Work instruction
If a line in the data below includes the string "before", please return a copy of it.
:::::
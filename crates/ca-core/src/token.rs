//! Shared-secret token for local-subnet authentication
//!
//! The token is 32 bytes from the OS random source, encoded as URL-safe
//! base64 without padding (43 characters) so it can be typed or pasted on a
//! phone. It is persisted to a file with mode 0600 and survives restarts
//! until the user rotates it.
//!
//! # Security Model
//!
//! - The token value never reaches a log line: [`AuthToken`] has a redacted
//!   `Debug` and no `Display`
//! - Presented credentials are compared in constant time over the token length
//! - Rotating replaces the in-memory copy atomically, so a rotated-out token
//!   stops validating immediately

use std::fmt;
use std::fs;
use std::io;
use std::path::{Path, PathBuf};
use std::sync::RwLock;

use base64::engine::general_purpose::URL_SAFE_NO_PAD;
use base64::Engine;
use rand::rngs::OsRng;
use rand::RngCore;

/// Length of the token in bytes (before encoding)
pub const TOKEN_BYTES: usize = 32;

/// Environment variable that supplies the token without touching the file
pub const TOKEN_ENV: &str = "CLAUDE_ANYWHERE_TOKEN";

/// Token file name inside the config directory
const TOKEN_FILENAME: &str = "token";

/// Get the default path for the token file
pub fn default_token_path() -> PathBuf {
    crate::config::default_config_dir().join(TOKEN_FILENAME)
}

/// The shared secret, in its encoded transport form
#[derive(Clone, PartialEq, Eq)]
pub struct AuthToken(String);

impl AuthToken {
    /// Wrap an encoded token value
    pub fn new(value: impl Into<String>) -> Self {
        Self(value.into())
    }

    /// Generate a fresh random token
    pub fn generate() -> Self {
        let mut bytes = [0u8; TOKEN_BYTES];
        OsRng.fill_bytes(&mut bytes);
        Self(URL_SAFE_NO_PAD.encode(bytes))
    }

    /// Encoded value, for display to the user and out-of-band sync
    pub fn as_str(&self) -> &str {
        &self.0
    }

    /// Compare a presented credential in constant time
    ///
    /// A credential of a different length is rejected before the byte loop,
    /// which only reveals the (public) token length.
    pub fn matches(&self, presented: &[u8]) -> bool {
        let expected = self.0.as_bytes();
        if presented.len() != expected.len() {
            return false;
        }

        let mut diff = 0u8;
        for (a, b) in presented.iter().zip(expected.iter()) {
            diff |= a ^ b;
        }
        diff == 0
    }
}

impl fmt::Debug for AuthToken {
    fn fmt(&self, f: &mut fmt::Formatter<'_>) -> fmt::Result {
        f.write_str("AuthToken(<redacted>)")
    }
}

/// Read the token at `path`, creating and persisting one if absent
pub fn get_or_create_token(path: &Path) -> io::Result<AuthToken> {
    match fs::read_to_string(path) {
        Ok(contents) => {
            let value = contents.trim();
            if !value.is_empty() {
                tracing::debug!("Loaded token from {}", path.display());
                return Ok(AuthToken::new(value));
            }
            tracing::warn!("Token file {} is empty, regenerating", path.display());
        }
        Err(e) if e.kind() == io::ErrorKind::NotFound => {
            tracing::info!("No token at {}, generating one", path.display());
        }
        Err(e) => return Err(e),
    }

    let token = AuthToken::generate();
    write_token(path, &token)?;
    Ok(token)
}

/// Write the token file with owner-only permissions
fn write_token(path: &Path, token: &AuthToken) -> io::Result<()> {
    if let Some(parent) = path.parent() {
        fs::create_dir_all(parent)?;
    }

    fs::write(path, format!("{}\n", token.as_str()))?;

    #[cfg(unix)]
    {
        use std::os::unix::fs::PermissionsExt;
        fs::set_permissions(path, fs::Permissions::from_mode(0o600))?;
    }

    Ok(())
}

/// Holds the current token and validates presented credentials
///
/// Read-mostly: every connection validates concurrently, only rotation and
/// reload take the write lock.
#[derive(Debug)]
pub struct TokenStore {
    /// Backing file; `None` when the token came from the environment
    path: Option<PathBuf>,
    current: RwLock<AuthToken>,
}

impl TokenStore {
    /// Open the store backed by `path`, creating the token on first use
    pub fn open(path: impl Into<PathBuf>) -> io::Result<Self> {
        let path = path.into();
        let token = get_or_create_token(&path)?;
        Ok(Self {
            path: Some(path),
            current: RwLock::new(token),
        })
    }

    /// Use `CLAUDE_ANYWHERE_TOKEN` when set, the token file otherwise
    pub fn from_env_or_open(path: impl Into<PathBuf>) -> io::Result<Self> {
        match std::env::var(TOKEN_ENV) {
            Ok(value) if !value.trim().is_empty() => {
                tracing::info!("Using token from {}", TOKEN_ENV);
                Ok(Self::in_memory(AuthToken::new(value.trim())))
            }
            _ => Self::open(path),
        }
    }

    /// A store that never touches the filesystem
    pub fn in_memory(token: AuthToken) -> Self {
        Self {
            path: None,
            current: RwLock::new(token),
        }
    }

    /// Backing file, if any
    pub fn path(&self) -> Option<&Path> {
        self.path.as_deref()
    }

    /// Current token
    pub fn token(&self) -> AuthToken {
        self.current
            .read()
            .unwrap_or_else(|poisoned| poisoned.into_inner())
            .clone()
    }

    /// Whether `presented` is bit-for-bit the current token
    pub fn validate(&self, presented: &[u8]) -> bool {
        self.current
            .read()
            .unwrap_or_else(|poisoned| poisoned.into_inner())
            .matches(presented)
    }

    /// Replace the token with a fresh one and persist it
    pub fn rotate(&self) -> io::Result<AuthToken> {
        let token = AuthToken::generate();
        if let Some(path) = &self.path {
            write_token(path, &token)?;
        }
        *self
            .current
            .write()
            .unwrap_or_else(|poisoned| poisoned.into_inner()) = token.clone();
        tracing::info!("Token rotated");
        Ok(token)
    }

    /// Re-read the backing file, picking up a rotation made elsewhere
    ///
    /// Returns true if the token changed. A store without a file keeps its
    /// token.
    pub fn reload(&self) -> io::Result<bool> {
        let Some(path) = &self.path else {
            return Ok(false);
        };

        let token = get_or_create_token(path)?;
        let mut current = self
            .current
            .write()
            .unwrap_or_else(|poisoned| poisoned.into_inner());
        if *current == token {
            return Ok(false);
        }
        *current = token;
        tracing::info!("Token reloaded from {}", path.display());
        Ok(true)
    }
}
//! Terminal sessions: one agent process per pseudo-terminal

mod command;
mod io;
mod manager;

pub use command::{find_agent_program, resolve_working_dir, CommandSpec};
pub use io::{spawn_pty_reader, spawn_pty_writer};
pub use manager::{ProcessExit, PtySession, SessionIo, SessionManager, SessionState};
:::::
Answer to this problem
/// Length of the token in bytes (before encoding)
    /// A credential of a different length is rejected before the byte loop,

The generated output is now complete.